ASUP’s National President, Shammah Kpanja, condemned the new development, stating that it undermines Nigeria’s polytechnic education status, promotes disparity and discrimination against HND holders, and distorts established career structures and progression guides in the subsector. The statement was made available to newsmen over the weekend.

According to the union, the development is a season of mourning for Nigeria’s polytechnic system, after a painful seven-year review journey following agitations by the union, “our polytechnics are left with a burden of contradictions that amplifies the identity crises rocking the subsector over the years.”

The union said it is not even surprising to members that the head of the civil service could come up with that policy since, according to them, she has no regard for polytechnic education and its products as shown in her utterances over the years.

“But this is a clear display of poor knowledge of the office of HoCSF as regards the core demands of a functional tertiary education structure with the desired condiments for the promotion of technical and technological education in the country. 

“And we are equally disappointed at NBTE on this matter.

“We believe that rather than the agency to undertake a careful study of the document, it chose the path of a lone-ranging celebration of a document that will birth confusion in the subsector, deepen dichotomy, accelerate brain drain, further reduce students’ enrollment and further detach our polytechnics away from global community of tertiary schools. 

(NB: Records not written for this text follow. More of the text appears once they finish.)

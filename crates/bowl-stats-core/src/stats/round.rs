//! Two-decimal rounding of summary figures

use super::model::{BowlerStats, MonthCell, SummaryRow};

/// Round to two decimal places.
///
/// Rounds the exact binary value in one step, so only true ties go to even:
/// 50.175 is stored just below the midpoint and becomes 50.17.
pub fn round2(value: f64) -> f64 {
    let formatted = format!("{:.2}", value);
    formatted.parse().unwrap_or(value)
}

impl SummaryRow {
    /// Copy of this row with every fractional figure rounded.
    ///
    /// `diff` was computed from the unrounded mean and is rounded on its own.
    pub fn rounded(&self) -> SummaryRow {
        let stats = &self.stats;
        SummaryRow {
            stats: BowlerStats {
                avg: round2(stats.avg),
                diff: round2(stats.diff),
                hundred_plus_pct: round2(stats.hundred_plus_pct),
                ..stats.clone()
            },
            months: self
                .months
                .iter()
                .map(|(month, cell)| {
                    let cell = match cell {
                        MonthCell::Average(avg) => MonthCell::Average(round2(*avg)),
                        MonthCell::NotAvailable => MonthCell::NotAvailable,
                    };
                    (*month, cell)
                })
                .collect(),
            name: self.name.clone(),
            hexcode: self.hexcode.clone(),
        }
    }
}
//! Data models for bowler statistics

use std::collections::BTreeMap;
use std::fmt;

use chrono::{Datelike, NaiveDate};
use serde::{Serialize, Serializer};

/// Sentinel written for a month in which a bowler has no games
pub const NOT_AVAILABLE: &str = "N/A";

/// Calendar month bucket, formatted `YYYY-MM`
///
/// Ordering is chronological, which matches the lexical order of the
/// formatted key.
#[derive(Debug, Clone, Copy, PartialEq, Eq, PartialOrd, Ord, Hash)]
pub struct MonthKey {
    year: i32,
    month: u32,
}

impl MonthKey {
    pub fn new(year: i32, month: u32) -> Option<Self> {
        (1..=12).contains(&month).then_some(Self { year, month })
    }

    pub fn from_date(date: NaiveDate) -> Self {
        Self {
            year: date.year(),
            month: date.month(),
        }
    }

}

impl fmt::Display for MonthKey {
    fn fmt(&self, f: &mut fmt::Formatter<'_>) -> fmt::Result {
        write!(f, "{:04}-{:02}", self.year, self.month)
    }
}

impl Serialize for MonthKey {
    fn serialize<S: Serializer>(&self, serializer: S) -> Result<S::Ok, S::Error> {
        serializer.collect_str(self)
    }
}

/// One month column of a summary row
#[derive(Debug, Clone, Copy, PartialEq)]
pub enum MonthCell {
    /// Mean score over the bowler's games that month
    Average(f64),
    /// No games that month
    NotAvailable,
}

impl Serialize for MonthCell {
    fn serialize<S: Serializer>(&self, serializer: S) -> Result<S::Ok, S::Error> {
        match self {
            MonthCell::Average(avg) => serializer.serialize_f64(*avg),
            MonthCell::NotAvailable => serializer.serialize_str(NOT_AVAILABLE),
        }
    }
}

/// Aggregate statistics for one bowler
#[derive(Debug, Clone, PartialEq)]
pub struct BowlerStats {
    /// Bowler display key
    pub disp: String,
    /// Personal record (highest score)
    pub pr: u32,
    /// Mean score
    pub avg: f64,
    /// Games played
    pub total: usize,
    /// Games scoring 100 or more
    pub hundred_plus: usize,
    /// Share of 100+ games, in percent
    pub hundred_plus_pct: f64,
    /// Personal record minus mean
    pub diff: f64,
    /// Mean score per month, only for months with games.
    /// Moved into [`SummaryRow::months`] when rows are merged.
    pub monthly: BTreeMap<MonthKey, f64>,
}

/// A bowler's row in the exported summary table
#[derive(Debug, Clone, PartialEq)]
pub struct SummaryRow {
    pub stats: BowlerStats,
    /// One cell per month seen anywhere in the score sheet
    pub months: BTreeMap<MonthKey, MonthCell>,
    /// Full name, absent when the bowler has no metadata row
    pub name: Option<String>,
    pub hexcode: String,
}

impl SummaryRow {
    pub fn disp(&self) -> &str {
        &self.stats.disp
    }
}

#[cfg(test)]
mod tests {
    use super::*;

    #[test]
    fn test_month_key_format_and_order() {
        let jan = MonthKey::from_date(NaiveDate::from_ymd_opt(2024, 1, 31).unwrap());
        let dec = MonthKey::new(2023, 12).unwrap();

        assert_eq!(jan.to_string(), "2024-01");
        assert_eq!(dec.to_string(), "2023-12");
        assert!(dec < jan);
        assert_eq!(MonthKey::new(2024, 13), None);
    }

    #[test]
    fn test_month_cell_serialization() {
        assert_eq!(serde_json::to_string(&MonthCell::Average(100.5)).unwrap(), "100.5");
        assert_eq!(serde_json::to_string(&MonthCell::NotAvailable).unwrap(), "\"N/A\"");
    }
}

“Similarly, while we see this attempt as a way to trivialise our union’s past struggles to make career definition and progression structures in our polytechnics to meet up with global standards, we equally see it as a subtle attempt to inject acrimony within the ranks of the staff trade unions in the subsector. 

“So, to us, this is an unfortunate development and we strongly advise NBTE as our regulatory body to exercise restraint in the implementation of the various contentious provisions in the document until such provisions are aligned to prevailing laws and standards in the tertiary education.”